Mental health law briefing 237 – Seclusion and long term segregation in practice
The National Association of Psychiatric Intensive Care and Low Secure Units (NAPICU) has recently issued a position statement reinforcing the assessment and monitoring requirements applicable to the use of seclusion and long term segregation when such is being delivered in an Extra Care Area (ECA) and/or in more ‘traditional’ single room environments.
The position statement issued by NAPICU confirms that when seclusion is being administered in a designated area that is not in itself a locked or lockable room (ECA for this purpose but see the statement itself for their definition), Practitioners will need to treat this as seclusion and comply with the relevant monitoring, supervision and review requirements stipulated in chapter 26 of the Mental Health Act Code of Practice.
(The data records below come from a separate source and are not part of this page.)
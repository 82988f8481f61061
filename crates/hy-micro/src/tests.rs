//! Unit tests for hy-micro.

#[cfg(test)]
mod helpers {
    use hy_core::IdmParams;

    use crate::Idm;

    pub fn idm() -> Idm {
        Idm::new(IdmParams::default(), 4.5)
    }
}

#[cfg(test)]
mod car {
    use hy_core::CarId;

    use crate::Car;

    #[test]
    fn euler_step() {
        let mut c = Car::new(CarId(1), 0.0, 10.0);
        c.acceleration = 2.0;
        c.integrate(0.5, 100.0);
        assert_eq!(c.velocity, 11.0);
        assert!((c.position - 0.055).abs() < 1e-12);
    }

    #[test]
    fn velocity_floored_at_zero() {
        let mut c = Car::new(CarId(1), 0.5, 1.0);
        c.acceleration = -10.0;
        c.integrate(1.0, 100.0);
        assert_eq!(c.velocity, 0.0);
        assert_eq!(c.position, 0.5);
    }
}

#[cfg(test)]
mod idm {
    use super::helpers::idm;
    use crate::{CarFollowing, Leader};

    #[test]
    fn free_road_accelerates() {
        let m = idm();
        let a = m.acceleration(0.0, Leader::new(1_000.0, 30.0));
        assert!(a > 0.0 && a <= m.params.a_max);
    }

    #[test]
    fn at_preferred_speed_on_free_road_is_near_zero() {
        let m = idm();
        let v = m.params.v_pref;
        let a = m.acceleration(v, Leader::new(1.0e6, v));
        assert!(a.abs() < 1e-3, "got {a}");
    }

    #[test]
    fn close_leader_brakes_hard() {
        let m = idm();
        let a = m.acceleration(15.0, Leader::new(6.0, 0.0));
        assert!(a < -10.0, "got {a}");
    }

    #[test]
    fn zero_gap_is_finite() {
        let m = idm();
        let a = m.acceleration(5.0, Leader::new(0.0, 0.0));
        assert!(a.is_finite() && a < 0.0);
    }

    #[test]
    fn desired_spacing_grows_with_closing_speed() {
        let m = idm();
        assert!(m.desired_spacing(10.0, 0.0) > m.desired_spacing(10.0, 10.0));
        assert_eq!(m.desired_spacing(0.0, 5.0), m.params.min_spacing);
    }

    #[test]
    fn speed_limit_caps_preference() {
        let m = idm().for_speed_limit(12.0);
        assert_eq!(m.params.v_pref, 12.0);
        let a = m.acceleration(12.0, Leader::new(1.0e6, 12.0));
        assert!(a.abs() < 1e-3);
        assert_eq!(idm().for_speed_limit(100.0).params.v_pref, idm().params.v_pref);
    }
}

#[cfg(test)]
mod lane_change {
    use hy_core::{LaneChangeParams, LaneId};

    use crate::{LaneChange, LaneChangeDecision};

    #[test]
    fn duration_shrinks_with_speed() {
        assert!(LaneChange::duration(4.0) > LaneChange::duration(16.0));
        assert!((LaneChange::duration(4.0) - 11.507_31 / 2.0).abs() < 1e-12);
    }

    #[test]
    fn progress_completes() {
        let mut lc = LaneChange::new(LaneId(0), 0.2);
        let v = 16.0;
        let steps = (LaneChange::duration(v) / 0.1).ceil() as usize;
        let mut done = false;
        for _ in 0..steps {
            done = lc.advance(0.1, v, 100.0);
        }
        assert!(done);
        assert!(lc.from_position > 0.2);
    }

    #[test]
    fn standing_car_makes_no_progress() {
        let mut lc = LaneChange::new(LaneId(0), 0.2);
        assert!(!lc.advance(1.0, 0.0, 100.0));
        assert_eq!(lc.progress, 0.0);
    }

    #[test]
    fn politeness_blocks_unsafe_change() {
        let p = LaneChangeParams::default();
        let d = LaneChangeDecision::evaluate(&p, 1.0, 0.0, Some(-7.0));
        assert_eq!(d, LaneChangeDecision::Unsafe);
        assert_eq!(d.worthwhile(&p), None);
    }

    #[test]
    fn threshold_filters_small_gains() {
        let p = LaneChangeParams::default();
        let small = LaneChangeDecision::evaluate(&p, 0.15, 0.0, None);
        assert_eq!(small.worthwhile(&p), None);
        let big = LaneChangeDecision::evaluate(&p, 1.0, 0.2, Some(-1.0));
        assert_eq!(big.worthwhile(&p), Some(0.8));
    }
}

#[cfg(test)]
mod poisson {
    use hy_core::SimRng;

    use crate::{InhomogeneousPoisson, PiecewiseIntensity, poisson_points};

    #[test]
    fn integrate_piecewise() {
        let pc = PiecewiseIntensity::new(2.0, vec![1.0, 0.0, 3.0], 0.5);
        assert_eq!(pc.integrate(0.0), 0.0);
        assert_eq!(pc.integrate(1.0), 1.0);
        assert_eq!(pc.integrate(3.0), 2.0);
        assert_eq!(pc.integrate(5.0), 5.0);
        assert_eq!(pc.total(), 8.0);
        assert_eq!(pc.integrate(8.0), 9.0);
    }

    #[test]
    fn inverse_matches_integral() {
        let pc = PiecewiseIntensity::new(2.0, vec![1.0, 0.0, 3.0], 0.0);
        for &x in &[0.5, 1.5, 4.5, 5.9] {
            let v = pc.integrate(x);
            let back = pc.inv_integrate(v).unwrap();
            assert!((back - x).abs() < 1e-12, "x={x} back={back}");
        }
        // The integral first reaches 2 at the end of the first cell.
        assert_eq!(pc.inv_integrate(2.0), Some(2.0));
    }

    #[test]
    fn exhausted_intensity_yields_none() {
        let pc = PiecewiseIntensity::new(1.0, vec![0.5, 0.5], 0.0);
        assert_eq!(pc.inv_integrate(2.0), None);
        let mut rng = SimRng::new(1);
        let mut p = InhomogeneousPoisson::new(0.0, &pc);
        let mut n = 0;
        while p.next(&mut rng).is_some() {
            n += 1;
            assert!(n < 1_000);
        }
    }

    #[test]
    fn points_respect_separation_and_range() {
        let pc = PiecewiseIntensity::new(10.0, vec![0.2; 50], 0.0);
        let mut rng = SimRng::new(7);
        let pts = poisson_points(0.0, 500.0, usize::MAX, 4.5, &pc, &mut rng);
        assert!(!pts.is_empty());
        for w in pts.windows(2) {
            assert!(w[1] - w[0] >= 4.5);
        }
        assert!(pts.iter().all(|&p| (0.0..500.0).contains(&p)));
    }

    #[test]
    fn quota_limits_count() {
        let pc = PiecewiseIntensity::new(10.0, vec![0.2; 50], 0.0);
        let mut rng = SimRng::new(7);
        assert_eq!(poisson_points(0.0, 500.0, 3, 4.5, &pc, &mut rng).len(), 3);
    }

    #[test]
    fn expected_count_tracks_intensity() {
        // 0.05 cars/m over 2 km.  Redrawing too-close candidates makes every gap
        // 4.5 m plus an exponential of mean 20 m, so about 2000 / 24.5 points.
        let pc = PiecewiseIntensity::new(20.0, vec![0.05; 100], 0.0);
        let mut total = 0;
        for seed in 0..20 {
            let mut rng = SimRng::new(seed);
            total += poisson_points(0.0, 2_000.0, usize::MAX, 4.5, &pc, &mut rng).len();
        }
        let mean = total as f64 / 20.0;
        assert!(mean > 72.0 && mean < 92.0, "mean {mean}");
    }

    #[test]
    fn empty_intensity_gives_no_points() {
        let pc = PiecewiseIntensity::new(10.0, vec![0.0; 5], 0.0);
        let mut rng = SimRng::new(3);
        assert!(poisson_points(0.0, 50.0, 10, 4.5, &pc, &mut rng).is_empty());
    }

    #[test]
    fn deterministic_for_seed() {
        let pc = PiecewiseIntensity::new(10.0, vec![0.1; 30], 0.0);
        let a = poisson_points(0.0, 300.0, 100, 4.5, &pc, &mut SimRng::new(11));
        let b = poisson_points(0.0, 300.0, 100, 4.5, &pc, &mut SimRng::new(11));
        assert_eq!(a, b);
    }
}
The guidance statement further provides that where seclusion in an ECA extends beyond the 72 hour period, the Administrating Practitioners should consider the degree to which the person’s care and treatment amounts to long term segregation (as defined within chapter 26 of the MHA Code of Practice) and monitor/record accordingly.
The statement goes on to say that when seclusion/segregation utilises a combination of both traditional seclusion in a room and seclusion in an ECA, that, when in the room, the patient must be monitored and assessed as if secluded.
A copy of the guidance note can be found here: http://napicu.org.uk/napicu-seclusion-position-statement/
Whilst the guidance note does not in and of itself carry the same legal weight as the Mental Health Act Code of Practice, it does accord with the Code and providers of services that include the use of segregation and seclusion facilities are encouraged to review their practice in accordance with this guidance note and the Code more generally.
This briefing is for guidance purposes only. RadcliffesLeBrasseur LLP accepts no responsibility or liability whatsoever for any action taken or not taken in relation to this note and recommends that appropriate legal advice be taken having regard to a client's own particular circumstances.